The Internet has afforded astonishing new channels for lawful commerce as well as unlawful activities. Previously, to engage in widespread libel or infringement one needed access to print media. Through the Internet, with a press of a button, a libelous or infringing work can be uploaded and instantly published worldwide. Search sites such as Google and auction sites such as eBay have created new channels for ordinary citizens to search for, purchase and sell millions of goods, including those that may infringe the rights of third parties.

Aggrieved parties who wanted to assert legal claims for wrongs perpetrated through the Internet were unable to identify the wrongdoer, or s/he had no locatable assets.  As a result, infringed copyright holders filed suits against ISPs, the deep pocket intermediaries whose Internet services allegedly provided the conduit or forum for the wrongful actions of their customers.
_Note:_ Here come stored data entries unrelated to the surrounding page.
//! Copyright (c) 2025-2026, Kirky.X
//!
//! MIT License
//!
//! 该模块是命令行工具的入口点。

use anyhow::Result;

#[tokio::main]
async fn main() -> Result<()> {
    oxpit::cli::run().await
}
//! Copyright (c) 2025-2026, Kirky.X
//!
//! MIT License
//!
//! oxpit - 分组持久化键值存储
//!
//! 提供带进程内读穿透缓存的持久化存储客户端，以及按请求学习读取模式、
//! 在同一请求再次出现时批量预加载的预加载客户端。

#![doc(html_root_url = "https://docs.rs/oxpit/0.1.0")]

pub use serde;
pub use serde::{Deserialize, Serialize};
pub use serde_json;
pub use tokio;

pub mod adapter;
pub mod backend;
pub mod cli;
pub mod client;
pub mod config;
pub mod database;
pub mod error;
pub mod manager;
pub mod metrics;
pub mod request;
pub mod serialization;
pub mod telemetry;
pub mod utils;

// Re-export commonly used items
pub use adapter::GroupCache;
pub use client::{Item, PitExt, PitOps, ReadyState, SpeculativeClient, StoreClient};
pub use config::Config;
pub use database::{PitStore, SeaOrmStore};
pub use error::{PitError, Result};
pub use manager::PitManager;
pub use request::{RequestIdentity, RequestUri};

/// oxpit 版本号
pub const VERSION: &str = env!("CARGO_PKG_VERSION");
ISPs complained to Congress that unwarranted expense and potential liability for legal wrongdoing in which they played no direct role threatened their nascent growth. As a result, Congress passed the Communications Decency Act (“CDA”) in 1996 and the Digital Millennium Copyright Act (“DMCA”) in 1998.
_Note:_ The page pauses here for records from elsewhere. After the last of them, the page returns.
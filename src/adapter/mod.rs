//! Copyright (c) 2025-2026, Kirky.X
//!
//! MIT License
//!
//! 通用缓存适配器
//!
//! 在任意 [`PitOps`] 客户端之上提供单分组的 get/set/delete/clear/has
//! 以及批量操作接口。分组和键都带命名空间前缀，过长的键被替换为哈希。

use crate::client::PitOps;
use crate::config::AdapterConfig;
use crate::error::Result;
use crate::utils::validate_cache_key;
use serde_json::Value;

/// 把适配器使用的键映射为存储键
///
/// 先加前缀，超过 `max_len` 时替换为 murmur3 x64-128 的十六进制摘要。
pub fn storage_key(prefix: &str, key: &str, max_len: usize) -> Result<String> {
    let prefixed = format!("{}{}", prefix, key);
    if prefixed.len() <= max_len {
        return Ok(prefixed);
    }

    let mut bytes = prefixed.as_bytes();
    let hash = murmur3::murmur3_x64_128(&mut bytes, 0)?;
    Ok(format!("{:032x}", hash))
}

/// 单分组缓存适配器
pub struct GroupCache<'a, C: PitOps + ?Sized> {
    client: &'a C,
    group: String,
    prefix: String,
    max_key_length: usize,
}

impl<'a, C: PitOps + ?Sized> GroupCache<'a, C> {
    /// 使用默认配置创建适配器
    pub fn new(group: &str, client: &'a C) -> Self {
        Self::with_config(group, client, &AdapterConfig::default())
    }

    pub fn with_config(group: &str, client: &'a C, config: &AdapterConfig) -> Self {
        Self {
            client,
            // 分组带前缀，clear() 不会影响其他数据
            group: format!("{}{}", config.namespace_prefix, group),
            prefix: config.namespace_prefix.clone(),
            max_key_length: config.max_key_length,
        }
    }

    /// 实际使用的存储分组
    pub fn group(&self) -> &str {
        &self.group
    }

    fn map_key(&self, key: &str) -> Result<String> {
        validate_cache_key(key)?;
        storage_key(&self.prefix, key, self.max_key_length)
    }

    /// 读取值，不存在（或存储的是 null）时返回 `default`
    pub async fn get(&self, key: &str, default: Value) -> Result<Value> {
        let key = self.map_key(key)?;
        Ok(self
            .client
            .get(&key, &self.group)
            .await
            .filter(|v| !v.is_null())
            .unwrap_or(default))
    }

    pub async fn set(&self, key: &str, value: Value) -> Result<()> {
        let key = self.map_key(key)?;
        self.client.set(&key, value, &self.group).await;
        Ok(())
    }

    pub async fn delete(&self, key: &str) -> Result<()> {
        let key = self.map_key(key)?;
        self.client.delete(&key, &self.group).await;
        Ok(())
    }

    /// 清空本适配器的分组
    pub async fn clear(&self) {
        self.client.flush_group(&self.group).await;
    }

    /// 批量读取，结果保持输入顺序
    ///
    /// 任一键非法时不执行任何读取。
    pub async fn get_multiple<I, K>(&self, keys: I, default: Value) -> Result<Vec<(String, Value)>>
    where
        I: IntoIterator<Item = K>,
        K: AsRef<str>,
    {
        let keys: Vec<String> = keys.into_iter().map(|k| k.as_ref().to_string()).collect();
        for key in &keys {
            validate_cache_key(key)?;
        }

        let mut out = Vec::with_capacity(keys.len());
        for key in keys {
            let value = self.get(&key, default.clone()).await?;
            out.push((key, value));
        }
        Ok(out)
    }

    /// 批量写入
    pub async fn set_multiple<I, K>(&self, values: I) -> Result<()>
    where
        I: IntoIterator<Item = (K, Value)>,
        K: AsRef<str>,
    {
        let values: Vec<(K, Value)> = values.into_iter().collect();
        for (key, _) in &values {
            validate_cache_key(key.as_ref())?;
        }
        for (key, value) in values {
            self.set(key.as_ref(), value).await?;
        }
        Ok(())
    }

    /// 批量删除
    pub async fn delete_multiple<I, K>(&self, keys: I) -> Result<()>
    where
        I: IntoIterator<Item = K>,
        K: AsRef<str>,
    {
        let keys: Vec<K> = keys.into_iter().collect();
        for key in &keys {
            validate_cache_key(key.as_ref())?;
        }
        for key in keys {
            self.delete(key.as_ref()).await?;
        }
        Ok(())
    }

    /// 键是否存在（存储的 null 视为不存在）
    pub async fn has(&self, key: &str) -> Result<bool> {
        let key = self.map_key(key)?;
        Ok(self
            .client
            .get(&key, &self.group)
            .await
            .is_some_and(|v| !v.is_null()))
    }
}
The CDA provides ISPs certain immunities against secondary liability for state law claims arising from the content of third parties. The DMCA provides certain safe harbors from liability for copyright infringement arising from the content of third parties.

Perfect 10, Inc. v. CCBill, LLC, 340 F. Supp. 2nd 1077 (C.D. Cal. 2004), aff’d in part, 488 F.3d 1102 (9th Cir. 2007), cert. denied, 129 S. Ct. 709 (2007) was one of the earliest decisions to interpret and apply both the CDA and the DMCA.
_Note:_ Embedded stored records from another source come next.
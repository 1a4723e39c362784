//! Copyright (c) 2025-2026, Kirky.X
//!
//! MIT License
//!
//! 该模块定义了进程内的条目缓存，按 (group, key) 保存已读取或已确认不存在的值。

use ahash::AHashMap;
use dashmap::DashMap;
use serde_json::Value;
use tracing::debug;

/// 缓存的值，`None` 表示已确认存储中不存在该键
pub type CachedValue = Option<Value>;

/// 进程内条目缓存
///
/// 没有容量上限和过期策略，生命周期与所属客户端一致。
/// 外层按分组索引，使整组失效为一次操作。
#[derive(Debug, Default)]
pub struct Items {
    groups: DashMap<String, AHashMap<String, CachedValue>>,
}

impl Items {
    /// 创建空缓存
    pub fn new() -> Self {
        Self::default()
    }

    /// 检查条目是否存在
    ///
    /// 只关心条目是否存在，与缓存的值（包括“不存在”标记）无关。
    pub fn has(&self, key: &str, group: &str) -> bool {
        self.groups
            .get(group)
            .is_some_and(|entries| entries.contains_key(key))
    }

    /// 获取缓存值的独立副本
    ///
    /// # Panics
    ///
    /// 条目不存在时 panic，调用前必须先用 [`Items::has`] 确认。
    pub fn get(&self, key: &str, group: &str) -> CachedValue {
        let entries = self
            .groups
            .get(group)
            .expect("Items::get called for a group that has() did not confirm");
        entries[key].clone()
    }

    /// 添加或覆盖缓存值
    pub fn add(&self, key: &str, value: CachedValue, group: &str) {
        debug!(
            "Items add: group={}, key={}, present={}",
            group,
            key,
            value.is_some()
        );
        self.groups
            .entry(group.to_string())
            .or_default()
            .insert(key.to_string(), value);
    }

    /// 移除单个条目
    pub fn remove(&self, key: &str, group: &str) {
        if let Some(mut entries) = self.groups.get_mut(group) {
            entries.remove(key);
        }
    }

    /// 移除整个分组
    pub fn remove_group(&self, group: &str) {
        if self.groups.remove(group).is_some() {
            debug!("Items remove_group: group={}", group);
        }
    }

    /// 缓存的条目总数
    pub fn len(&self) -> usize {
        self.groups.iter().map(|entries| entries.len()).sum()
    }

    /// 是否为空
    pub fn is_empty(&self) -> bool {
        self.len() == 0
    }
}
In CCBill, Perfect 10 contended that infringing Perfect 10 content was maintained on subscription adult entertainment websites, for which CCBill provided payment processing services and for which co-defendant CWIE provided hosting services.

CCBill and CWIE moved for summary judgment. CCBill contended it was not liable for providing automated payment processing services to websites that may have contained infringing content without CCBill’s knowledge or participation. Both CCBill and CWIE maintained that they had not received proper notification of any infringing content on client sites, and to the extent they had received such notification they took proper action.

In 2004, the trial court agreed, and granted summary judgment in favor of CCBill and CWIE. The federal appellate court largely affirmed the trial court’s decision. The CCBill decision is remains one of the most cited cases interpreting and applying the DMCA and CDA. The case established:

  • CCBill and CWIE implemented reasonable DMCA policies by maintaining and updating a log of DMCA-compliant notifications and responses, even though the log was not perfect;
  • The DMCA places the burden of providing adequate notification of infringement on the copyright owner, and thus neither CCBill nor CWIE were legally bound to respond to purported notifications from Perfect 10 that did not comply with the DMCA’s requirements;
  • Neither CCBill nor CWIE bore an affirmative duty to investigate whether content on client sites was lawful;
  • Information on third party websites would not constitute a “red flag” of infringing activity, depriving the ISP of the protections of the DMCA, unless it was apparent that the website instructed or enabled users to infringe another’s copyright;
  • The CDA provided immunity for all of the state law claims raised by Perfect 10, including claims arising from state law rights of publicity.